Wonder if the official TensorFlow code can reproduce the paper result.. :(

Jongchan commented 5 years ago

In the TensorFlow version, I was able to get the numbers reported in the paper. I can safely think the official code works well with SSL methods, too. I will validate that after, tho. One thing to notice in the official code is that they don't use any regularizations. Kinda different from the NeurIPS paper (and suppl).

It may take a while to thoroughly go over the code, but currently I suspect that the inferior result in this repository is due to possibly different normalization or different split. I will report back after running with the same data and split.

CheukNgai commented 5 years ago

@Jongchan Hi, i am working on the reproduction of the paper in pytorch too.
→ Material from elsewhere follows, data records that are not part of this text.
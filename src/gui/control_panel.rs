//! Control Panel Widget
//! Left side panel with the data source, year selector and export controls.

use crate::state::ViewState;
use egui::{Color32, ComboBox, RichText};
use std::path::Path;

/// Left side control panel.
pub struct ControlPanel {
    /// Outcome of the last export, shown under the export buttons.
    export_message: Option<(String, bool)>,
}

impl Default for ControlPanel {
    fn default() -> Self {
        Self::new()
    }
}

impl ControlPanel {
    pub fn new() -> Self {
        Self {
            export_message: None,
        }
    }

    pub fn set_export_result(&mut self, message: impl Into<String>, is_error: bool) {
        self.export_message = Some((message.into(), is_error));
    }

    /// Draw the control panel
    pub fn show(
        &mut self,
        ui: &mut egui::Ui,
        state: &ViewState,
        source: Option<&Path>,
    ) -> ControlPanelAction {
        let mut action = ControlPanelAction::None;

        // Title
        ui.vertical_centered(|ui| {
            ui.add_space(5.0);
            ui.label(
                RichText::new("📊 Population Scatter")
                    .size(22.0)
                    .color(Color32::from_rgb(100, 149, 237)),
            );
            ui.label(
                RichText::new("Growth vs Density")
                    .size(11.0)
                    .color(Color32::GRAY),
            );
        });
        ui.add_space(10.0);
        ui.separator();
        ui.add_space(5.0);

        // ===== CSV File Section =====
        ui.label(RichText::new("📁 Data Source").size(14.0).strong());
        ui.add_space(5.0);

        let busy = state.status.is_busy();
        egui::Frame::none()
            .fill(ui.visuals().widgets.noninteractive.bg_fill)
            .rounding(5.0)
            .inner_margin(8.0)
            .show(ui, |ui| {
                ui.horizontal(|ui| {
                    let path_text = source
                        .and_then(|p| p.file_name())
                        .map(|n| n.to_string_lossy().to_string())
                        .unwrap_or_else(|| "No file selected".to_string());

                    ui.label(RichText::new(&path_text).size(12.0).color(
                        if source.is_some() {
                            Color32::WHITE
                        } else {
                            Color32::GRAY
                        },
                    ));

                    ui.with_layout(egui::Layout::right_to_left(egui::Align::Center), |ui| {
                        ui.add_enabled_ui(!busy, |ui| {
                            if ui.button("📂 Browse").clicked() {
                                action = ControlPanelAction::BrowseCsv;
                            }
                            if ui.button("⟳ Reload").clicked() {
                                action = ControlPanelAction::Reload;
                            }
                        });
                    });
                });
            });

        ui.add_space(15.0);
        ui.separator();
        ui.add_space(10.0);

        // ===== Year Section =====
        ui.label(RichText::new("📅 Year").size(14.0).strong());
        ui.add_space(8.0);

        ui.horizontal(|ui| {
            ui.add_sized([110.0, 20.0], egui::Label::new("Select Year:"));
            ui.add_enabled_ui(state.has_data(), |ui| {
                ComboBox::from_id_salt("year-select")
                    .width(150.0)
                    .selected_text(state.selected_year())
                    .show_ui(ui, |ui| {
                        for year in state.years() {
                            if ui
                                .selectable_label(state.selected_year() == year.as_str(), year)
                                .clicked()
                            {
                                action = ControlPanelAction::YearSelected(year.clone());
                            }
                        }
                    });
            });
        });

        ui.add_space(5.0);
        let shown = state.scene().circles.len();
        ui.label(
            RichText::new(format!("{} countries in {}", shown, state.selected_year()))
                .size(11.0)
                .color(Color32::GRAY),
        );

        ui.add_space(15.0);
        ui.separator();
        ui.add_space(10.0);

        // ===== Export Buttons =====
        ui.vertical_centered(|ui| {
            ui.add_enabled_ui(state.has_data(), |ui| {
                let svg_button = egui::Button::new(RichText::new("🖼 Export SVG").size(14.0))
                    .min_size(egui::vec2(150.0, 30.0));
                if ui.add(svg_button).clicked() {
                    action = ControlPanelAction::ExportSvg;
                }

                ui.add_space(8.0);

                let png_button = egui::Button::new(RichText::new("📄 Export PNG").size(14.0))
                    .min_size(egui::vec2(150.0, 30.0));
                if ui.add(png_button).clicked() {
                    action = ControlPanelAction::ExportPng;
                }
            });

            if let Some((message, is_error)) = &self.export_message {
                ui.add_space(5.0);
                let color = if *is_error {
                    Color32::from_rgb(220, 53, 69)
                } else {
                    Color32::GRAY
                };
                ui.label(RichText::new(message).size(11.0).color(color));
            }
        });

        ui.add_space(15.0);
        ui.separator();
        ui.add_space(10.0);

        // ===== Status Section =====
        ui.label(RichText::new("📊 Status").size(14.0).strong());
        ui.add_space(5.0);

        if busy {
            ui.add(egui::Spinner::new());
        }

        let status_color = if state.status.is_error() {
            Color32::from_rgb(220, 53, 69)
        } else if state.has_data() {
            Color32::from_rgb(40, 167, 69)
        } else {
            Color32::GRAY
        };
        ui.label(
            RichText::new(state.status.message())
                .size(11.0)
                .color(status_color),
        );

        action
    }
}

/// Actions triggered by control panel
#[derive(Debug, Clone, PartialEq)]
pub enum ControlPanelAction {
    None,
    BrowseCsv,
    Reload,
    YearSelected(String),
    ExportSvg,
    ExportPng,
}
I've checked the wideresnet implementation and find "activation before res" set wrong in comparison with the TF code. I think you can have a try on this issue.

Jongchan commented 5 years ago

@CheukNgai Hi, currently I am not using the code from this repository. But as you pointed out, it seems they are using the opposite settings from TF implementation. I missed that point. I am currently using codes from https://github.com/xternalz/WideResNet-pytorch/blob/master/wideresnet.py and changed ReLU to LeakyReLU.
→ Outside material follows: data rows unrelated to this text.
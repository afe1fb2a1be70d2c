//! Linear Scale Module
//! Maps a numeric domain onto a pixel range and generates axis ticks.

/// `sqrt(50)`, `sqrt(10)`, `sqrt(2)`: thresholds for picking a 10/5/2/1 step.
const E10: f64 = 7.0710678118654755;
const E5: f64 = 3.1622776601683795;
const E2: f64 = 1.4142135623730951;

/// Continuous linear mapping from `domain` to `range`.
#[derive(Debug, Clone, Copy, PartialEq)]
pub struct LinearScale {
    domain: (f64, f64),
    range: (f64, f64),
}

impl LinearScale {
    pub fn new(domain: (f64, f64), range: (f64, f64)) -> Self {
        Self { domain, range }
    }

    /// Scale over `[0, max]`; an empty or non-positive max falls back to 1.
    pub fn from_zero_to_max<I>(values: I, range: (f64, f64)) -> Self
    where
        I: IntoIterator<Item = f64>,
    {
        Self::new((0.0, safe_max(values)), range)
    }

    pub fn domain(&self) -> (f64, f64) {
        self.domain
    }

    pub fn range(&self) -> (f64, f64) {
        self.range
    }

    pub fn scale(&self, value: f64) -> f64 {
        let (d0, d1) = self.domain;
        let (r0, r1) = self.range;
        let span = d1 - d0;
        if span == 0.0 || !span.is_finite() {
            // Degenerate domain maps everything to the middle of the range.
            return (r0 + r1) / 2.0;
        }
        r0 + (value - d0) / span * (r1 - r0)
    }

    /// Roughly `count` evenly spaced, human-friendly values inside the domain.
    pub fn ticks(&self, count: usize) -> Vec<f64> {
        let (mut start, mut stop) = self.domain;
        if !(start.is_finite() && stop.is_finite()) || count == 0 {
            return Vec::new();
        }
        if start == stop {
            return vec![start];
        }

        let reverse = stop < start;
        if reverse {
            std::mem::swap(&mut start, &mut stop);
        }

        let Some((i1, i2, inc)) = tick_spec(start, stop, count as f64) else {
            return Vec::new();
        };
        if i2 < i1 {
            return Vec::new();
        }

        let mut ticks: Vec<f64> = (i1..=i2)
            .map(|i| {
                let i = i as f64;
                if inc < 0.0 {
                    i / -inc
                } else {
                    i * inc
                }
            })
            .collect();
        if reverse {
            ticks.reverse();
        }
        ticks
    }

    /// Decimal places needed to label the ticks produced by `ticks(count)`.
    pub fn tick_precision(&self, count: usize) -> usize {
        let (start, stop) = self.domain;
        let (lo, hi) = if start <= stop { (start, stop) } else { (stop, start) };
        match tick_spec(lo, hi, count.max(1) as f64) {
            Some((_, _, inc)) => {
                let step = if inc < 0.0 { 1.0 / -inc } else { inc };
                (-step.log10().floor()).max(0.0) as usize
            }
            None => 0,
        }
    }

    /// Tick values paired with their labels.
    pub fn tick_labels(&self, count: usize) -> Vec<(f64, String)> {
        let precision = self.tick_precision(count);
        self.ticks(count)
            .into_iter()
            .map(|v| (v, format_tick(v, precision)))
            .collect()
    }
}

fn tick_spec(start: f64, stop: f64, count: f64) -> Option<(i64, i64, f64)> {
    let step = (stop - start) / count.max(0.0);
    if !(step.is_finite() && step > 0.0) {
        return None;
    }
    let power = step.log10().floor();
    let error = step / 10f64.powf(power);
    let factor = if error >= E10 {
        10.0
    } else if error >= E5 {
        5.0
    } else if error >= E2 {
        2.0
    } else {
        1.0
    };

    let (mut i1, mut i2, inc);
    if power < 0.0 {
        let inv = 10f64.powf(-power) / factor;
        i1 = (start * inv).round() as i64;
        i2 = (stop * inv).round() as i64;
        if (i1 as f64) / inv < start {
            i1 += 1;
        }
        if (i2 as f64) / inv > stop {
            i2 -= 1;
        }
        inc = -inv;
    } else {
        inc = 10f64.powf(power) * factor;
        i1 = (start / inc).round() as i64;
        i2 = (stop / inc).round() as i64;
        if (i1 as f64) * inc < start {
            i1 += 1;
        }
        if (i2 as f64) * inc > stop {
            i2 -= 1;
        }
    }

    if i2 < i1 && (0.5..2.0).contains(&count) {
        return tick_spec(start, stop, count * 2.0);
    }
    Some((i1, i2, inc))
}

fn safe_max<I>(values: I) -> f64
where
    I: IntoIterator<Item = f64>,
{
    let max = values
        .into_iter()
        .filter(|v| v.is_finite())
        .fold(f64::NEG_INFINITY, f64::max);
    if max.is_finite() && max > 0.0 {
        max
    } else {
        1.0
    }
}

/// Fixed-point format with comma thousands separators, e.g. `12,500.0`.
pub fn format_tick(value: f64, precision: usize) -> String {
    let formatted = format!("{:.*}", precision, value.abs());
    let (int_part, frac_part) = match formatted.split_once('.') {
        Some((i, f)) => (i, Some(f)),
        None => (formatted.as_str(), None),
    };

    let mut grouped = String::with_capacity(int_part.len() + int_part.len() / 3);
    for (i, ch) in int_part.chars().enumerate() {
        if i > 0 && (int_part.len() - i) % 3 == 0 {
            grouped.push(',');
        }
        grouped.push(ch);
    }

    let negative = value < 0.0 && formatted.chars().any(|c| c.is_ascii_digit() && c != '0');
    let mut out = String::new();
    if negative {
        out.push('−');
    }
    out.push_str(&grouped);
    if let Some(frac) = frac_part {
        out.push('.');
        out.push_str(frac);
    }
    out
}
Now I can safely achieve baseline performance in the NeurIPS paper, around 20.2~20.4% error rate with plain WRN28-2. Mostly I've changed data pre-processing (the normalization part), and removed L1 / L2 regularization.

Counter-intuitively, removing L1/L2 regularizations improves top-1 accuracy, even if CIFAR-10 is a highly-overfittable dataset.

CheukNgai commented 5 years ago

@Jongchan could you give more details on the your implementation on preprocessing? It would help me a lot! Thank you!

Jongchan commented 5 years ago

@CheukNgai Sorry, my comment must have mislead you. I just used the same preprocessing as mentioned in this repository's readme (GCN and ZCA) with gaussian noise with std 0.15. I used mean-std normalization before.

Anyways, try removing L1/L2, or set L1 as a very very small number.